I always say that it is impossible for me to nap during the day, but napping is actually very beneficial. A little power nap of 15 minutes can boost your cognitive performance and help you focus. In one study, participants were asked to memorize 30 words. Next, the participants were given a small break — then asked to recall the words. Those who did not take a nap, remembered six words. Those who took a six-minute nap remembered eight words, and those who took a 30 minute nap remembered nine words. This improved recall following napping is because napping allows the brain to be on diffuse mode and consolidate information, so the participants who took a nap were able to remember more words. Just remember, if you are going to take a nap, make sure it is not too close to your bedtime so it does not mess with your circadian rhythm. 

Exercise!

I really want to stress how amazingly transformative exercise is. As neuroscientist Wendy Suzuki describes it: “Exercise is a supercharged 401k for your brain.” When you exercise, your body releases a “bubble bath” of neurochemicals, neurotransmitters, and endorphins, which help improve your focus and energy. Exercising for 20-30 minutes can lead to about one to two hours of focus and energy. A 20-minute walk gives you more energy than caffeine does, plus there are no negative after effects to exercise. Just make sure you stop two hours before bed so that your body has time to cool down.
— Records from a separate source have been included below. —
use crate::sequence::SourceId;
use thiserror::Error;

/// Failure to turn a source document into a page sequence.
#[derive(Error, Debug)]
pub enum LoadError {
    #[error("PDF error: {0}")]
    Pdf(#[from] lopdf::Error),
    #[error("IO error: {0}")]
    Io(#[from] std::io::Error),
    #[error("Task join error: {0}")]
    TaskJoin(#[from] tokio::task::JoinError),
    #[error("Document is encrypted")]
    Encrypted,
    #[error("Document has no pages")]
    NoPages,
}

/// Terminal failure of an export attempt. No partial output survives one of these.
#[derive(Error, Debug)]
pub enum RenderError {
    #[error("PDF error: {0}")]
    Pdf(#[from] lopdf::Error),
    #[error("IO error: {0}")]
    Io(#[from] std::io::Error),
    #[error("Task join error: {0}")]
    TaskJoin(#[from] tokio::task::JoinError),
    #[error("No pages to export")]
    NoPages,
    #[error("Source document {0} is not loaded")]
    MissingSource(SourceId),
    #[error("Source document {document} has no page at index {page_index}")]
    MissingPage {
        document: SourceId,
        page_index: usize,
    },
    #[error("Source page has no usable MediaBox")]
    MissingMediaBox,
    #[error("Invalid configuration: {0}")]
    Config(#[from] ConfigError),
    #[error("Export cancelled")]
    Cancelled,
    #[error("Export result was already taken")]
    ResultTaken,
}

/// Errors reading, writing or validating export options.
#[derive(Error, Debug)]
pub enum ConfigError {
    #[error("IO error: {0}")]
    Io(#[from] std::io::Error),
    #[error("Failed to parse config: {0}")]
    Parse(String),
    #[error("Invalid configuration: {0}")]
    Invalid(String),
}

/// Paper orientation
#[derive(Debug, Clone, Copy, PartialEq, Eq, Default)]
#[cfg_attr(feature = "serde", derive(serde::Serialize, serde::Deserialize))]
pub enum Orientation {
    /// Portrait: height > width
    #[default]
    Portrait,
    /// Landscape: width > height
    Landscape,
}

/// The two paper sizes of the A4-to-A5 duplex scheme.
#[derive(Debug, Clone, Copy, PartialEq, Eq)]
pub enum PaperSize {
    /// Physical output sheet
    A4,
    /// Logical page (half an A4 sheet)
    A5,
}

impl PaperSize {
    /// Get base dimensions (always portrait)
    pub fn dimensions_mm(self) -> (f32, f32) {
        match self {
            PaperSize::A4 => (210.0, 297.0),
            PaperSize::A5 => (148.0, 210.0),
        }
    }

    /// Get dimensions with orientation applied
    pub fn dimensions_with_orientation(self, orientation: Orientation) -> (f32, f32) {
        let (w, h) = self.dimensions_mm();
        match orientation {
            Orientation::Portrait => (w, h),
            Orientation::Landscape => (h, w),
        }
    }
}

/// Which edge of the sheet the duplex printer flips on
#[derive(Debug, Clone, Copy, PartialEq, Eq, Default)]
#[cfg_attr(feature = "serde", derive(serde::Serialize, serde::Deserialize))]
pub enum BindingEdge {
    /// The printer's landscape flip keeps the back upright
    ShortEdge,
    /// The back comes out upside down unless it is pre-rotated
    #[default]
    LongEdge,
}

/// Page scaling behavior when a source page doesn't match its cell
#[derive(Debug, Clone, Copy, PartialEq, Eq, Default)]
#[cfg_attr(feature = "serde", derive(serde::Serialize, serde::Deserialize))]
pub enum ScalingMode {
    /// Fit page to available space (preserve aspect ratio)
    #[default]
    Fit,
    /// Fill available space (crops to the cell)
    Fill,
    /// Center without scaling
    None,
}

/// Straight page-per-page output or cut-and-stack sheets
#[derive(Debug, Clone, Copy, PartialEq, Eq, Default)]
#[cfg_attr(feature = "serde", derive(serde::Serialize, serde::Deserialize))]
pub enum ExportMode {
    #[default]
    Sequential,
    Imposed,
}

/// Sheet margins - printer-safe area around the entire A4 sheet.
#[derive(Debug, Clone, Copy, PartialEq, Default)]
#[cfg_attr(feature = "serde", derive(serde::Serialize, serde::Deserialize))]
#[cfg_attr(feature = "serde", serde(default))]
pub struct SheetMargins {
    pub top_mm: f32,
    pub bottom_mm: f32,
    pub left_mm: f32,
    pub right_mm: f32,
}

impl SheetMargins {
    /// Create uniform margins on all sides
    pub fn uniform(margin_mm: f32) -> Self {
        Self {
            top_mm: margin_mm,
            bottom_mm: margin_mm,
            left_mm: margin_mm,
            right_mm: margin_mm,
        }
    }

    fn all(&self) -> [f32; 4] {
        [self.top_mm, self.bottom_mm, self.left_mm, self.right_mm]
    }

    pub(crate) fn any_negative(&self) -> bool {
        self.all().iter().any(|m| *m < 0.0 || m.is_nan())
    }
}

/// Statistics about an export of the current sequence
#[derive(Debug, Clone, PartialEq, Eq)]
pub struct ImpositionStatistics {
    /// Logical pages in the sequence (blanks included)
    pub logical_pages: usize,
    /// How many of those are inserted blanks
    pub blank_pages: usize,
    /// Physical sheets (equal to `logical_pages` for sequential output)
    pub sheets: usize,
    /// Pages in the output PDF
    pub output_pages: usize,
    /// Quadrants left empty on the last sheet
    pub empty_quadrants: usize,
}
The minimum amount of exercise to feel these amazing benefits is at least 30 minutes a day, three times a week. The hippocampus, which plays a major part in learning and memory, actually increases in volume when you exercise because exercise creates new brain cells in the hippocampus. Your brain is like a muscle. Exercise strengthens your prefrontal cortex and hippocampus, which are most susceptible to degeneration with age. Exercise gives you better mood, better energy, and better attention.

I hope I’ve inspired you to go take a nap, get some sleep, or exercise for 30 minutes. I also hope that you will try these strategies and get at least eight hours of sleep per night. Sleep and exercise combined are excellent study strategies. Don’t sacrifice them.